Goal of the exercise
Each line containing the string "predicate" should be copied out of the entries.

Material for this task START

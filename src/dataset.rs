use std::collections::BTreeMap;

use serde::{Deserialize, Deserializer, Serialize};

use crate::error::{Result, ScoutError};

/// Statistic read by per-90 adjustment.
pub const MINUTES: &str = "minutes";

const DEFAULT_ID_COLUMN: &str = "player";

/// One player or team row. A statistic missing from `stats` is null.
#[derive(Debug, Clone, PartialEq, Default, Serialize, Deserialize)]
pub struct Record {
    pub id: String,
    #[serde(default, deserialize_with = "nullable_stats")]
    pub stats: BTreeMap<String, f64>,
    #[serde(default, skip_serializing_if = "BTreeMap::is_empty")]
    pub labels: BTreeMap<String, String>,
}

impl Record {
    pub fn new(id: impl Into<String>) -> Self {
        Self {
            id: id.into(),
            ..Self::default()
        }
    }

    pub fn with_stat(mut self, name: impl Into<String>, value: f64) -> Self {
        let name = name.into();
        self.set_stat(&name, Some(value));
        self
    }

    pub fn with_label(mut self, name: impl Into<String>, value: impl Into<String>) -> Self {
        self.labels.insert(name.into(), value.into());
        self
    }

    pub fn stat(&self, name: &str) -> Option<f64> {
        self.stats.get(name).copied().filter(|v| v.is_finite())
    }

    pub fn label(&self, name: &str) -> Option<&str> {
        self.labels.get(name).map(String::as_str)
    }

    /// Non-finite values are stored as null.
    pub fn set_stat(&mut self, name: &str, value: Option<f64>) {
        match value.filter(|v| v.is_finite()) {
            Some(v) => {
                self.stats.insert(name.to_string(), v);
            }
            None => {
                self.stats.remove(name);
            }
        }
    }
}

fn nullable_stats<'de, D>(deserializer: D) -> std::result::Result<BTreeMap<String, f64>, D::Error>
where
    D: Deserializer<'de>,
{
    let raw = BTreeMap::<String, Option<f64>>::deserialize(deserializer)?;
    Ok(raw
        .into_iter()
        .filter_map(|(k, v)| v.filter(|v| v.is_finite()).map(|v| (k, v)))
        .collect())
}

/// Ordered rows sharing one statistic schema.
///
/// The schema only grows: pushing a record registers any statistic or label name it
/// carries that the dataset has not seen yet, so records never hold a name that
/// `columns()` does not list.
#[derive(Debug, Clone, PartialEq, Serialize, Deserialize)]
#[serde(from = "DatasetDocument")]
pub struct Dataset {
    id_column: String,
    columns: Vec<String>,
    label_columns: Vec<String>,
    records: Vec<Record>,
}

#[derive(Deserialize)]
struct DatasetDocument {
    #[serde(default = "default_id_column")]
    id_column: String,
    #[serde(default)]
    columns: Vec<String>,
    #[serde(default)]
    label_columns: Vec<String>,
    #[serde(default)]
    records: Vec<Record>,
}

fn default_id_column() -> String {
    DEFAULT_ID_COLUMN.to_string()
}

impl From<DatasetDocument> for Dataset {
    fn from(doc: DatasetDocument) -> Self {
        let mut out = Dataset::with_schema(doc.id_column, doc.columns, doc.label_columns);
        for record in doc.records {
            out.push(record);
        }
        out
    }
}

impl Dataset {
    pub fn new(id_column: impl Into<String>) -> Self {
        Self {
            id_column: id_column.into(),
            columns: Vec::new(),
            label_columns: Vec::new(),
            records: Vec::new(),
        }
    }

    pub fn with_schema<C, L>(id_column: impl Into<String>, columns: C, label_columns: L) -> Self
    where
        C: IntoIterator,
        C::Item: Into<String>,
        L: IntoIterator,
        L::Item: Into<String>,
    {
        let mut out = Self::new(id_column);
        for c in columns {
            out.add_column(&c.into());
        }
        for l in label_columns {
            out.add_label_column(&l.into());
        }
        out
    }

    pub fn from_records(
        id_column: impl Into<String>,
        records: impl IntoIterator<Item = Record>,
    ) -> Self {
        let mut out = Self::new(id_column);
        for record in records {
            out.push(record);
        }
        out
    }

    pub fn push(&mut self, record: Record) {
        for name in record.stats.keys() {
            if !self.has_column(name) {
                self.columns.push(name.clone());
            }
        }
        for name in record.labels.keys() {
            if !self.has_label_column(name) {
                self.label_columns.push(name.clone());
            }
        }
        self.records.push(record);
    }

    pub fn id_column(&self) -> &str {
        &self.id_column
    }

    pub fn columns(&self) -> &[String] {
        &self.columns
    }

    pub fn label_columns(&self) -> &[String] {
        &self.label_columns
    }

    pub fn records(&self) -> &[Record] {
        &self.records
    }

    pub fn iter(&self) -> impl Iterator<Item = &Record> {
        self.records.iter()
    }

    pub fn len(&self) -> usize {
        self.records.len()
    }

    pub fn is_empty(&self) -> bool {
        self.records.is_empty()
    }

    pub fn has_column(&self, name: &str) -> bool {
        self.columns.iter().any(|c| c == name)
    }

    pub fn has_label_column(&self, name: &str) -> bool {
        self.label_columns.iter().any(|c| c == name)
    }

    pub fn require_columns(&self, columns: &[&str]) -> Result<()> {
        match columns.iter().find(|c| !self.has_column(c)) {
            Some(missing) => Err(ScoutError::unknown_column(missing)),
            None => Ok(()),
        }
    }

    pub fn require_label_columns(&self, columns: &[&str]) -> Result<()> {
        match columns.iter().find(|c| !self.has_label_column(c)) {
            Some(missing) => Err(ScoutError::Schema(format!("unknown label column '{missing}'"))),
            None => Ok(()),
        }
    }

    /// Column values in row order, `None` for nulls.
    pub fn values(&self, column: &str) -> Result<Vec<Option<f64>>> {
        self.require_columns(&[column])?;
        Ok(self.records.iter().map(|r| r.stat(column)).collect())
    }

    /// First row whose identifier equals `id`.
    pub fn position(&self, id: &str) -> Option<usize> {
        self.records.iter().position(|r| r.id == id)
    }

    /// New dataset with the same schema holding the rows matching `predicate`.
    pub fn select<F>(&self, mut predicate: F) -> Dataset
    where
        F: FnMut(&Record) -> bool,
    {
        let records = self.records.iter().filter(|r| predicate(r)).cloned().collect();
        self.with_records(records)
    }

    pub(crate) fn with_records(&self, records: Vec<Record>) -> Dataset {
        Dataset {
            id_column: self.id_column.clone(),
            columns: self.columns.clone(),
            label_columns: self.label_columns.clone(),
            records,
        }
    }

    pub(crate) fn records_mut(&mut self) -> &mut [Record] {
        &mut self.records
    }

    pub(crate) fn add_column(&mut self, name: &str) {
        if !self.has_column(name) {
            self.columns.push(name.to_string());
        }
    }

    pub(crate) fn add_label_column(&mut self, name: &str) {
        if !self.has_label_column(name) {
            self.label_columns.push(name.to_string());
        }
    }

    pub(crate) fn retain_columns<F>(&mut self, mut keep: F)
    where
        F: FnMut(&str) -> bool,
    {
        let dropped: Vec<String> = self.columns.iter().filter(|c| !keep(c)).cloned().collect();
        self.columns.retain(|c| keep(c));
        for record in &mut self.records {
            for name in &dropped {
                record.stats.remove(name);
            }
        }
    }

    /// Registers `name` and writes one value per row, replacing existing values.
    pub(crate) fn set_column(&mut self, name: &str, values: &[Option<f64>]) {
        debug_assert_eq!(values.len(), self.records.len());
        self.add_column(name);
        for (record, value) in self.records.iter_mut().zip(values) {
            record.set_stat(name, *value);
        }
    }
}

Material for this task END

Response area
    /// New dataset with the same schema holding the rows matching `predicate`.
    pub fn select<F>(&self, mut predicate: F) -> Dataset
        let records = self.records.iter().filter(|r| predicate(r)).cloned().collect();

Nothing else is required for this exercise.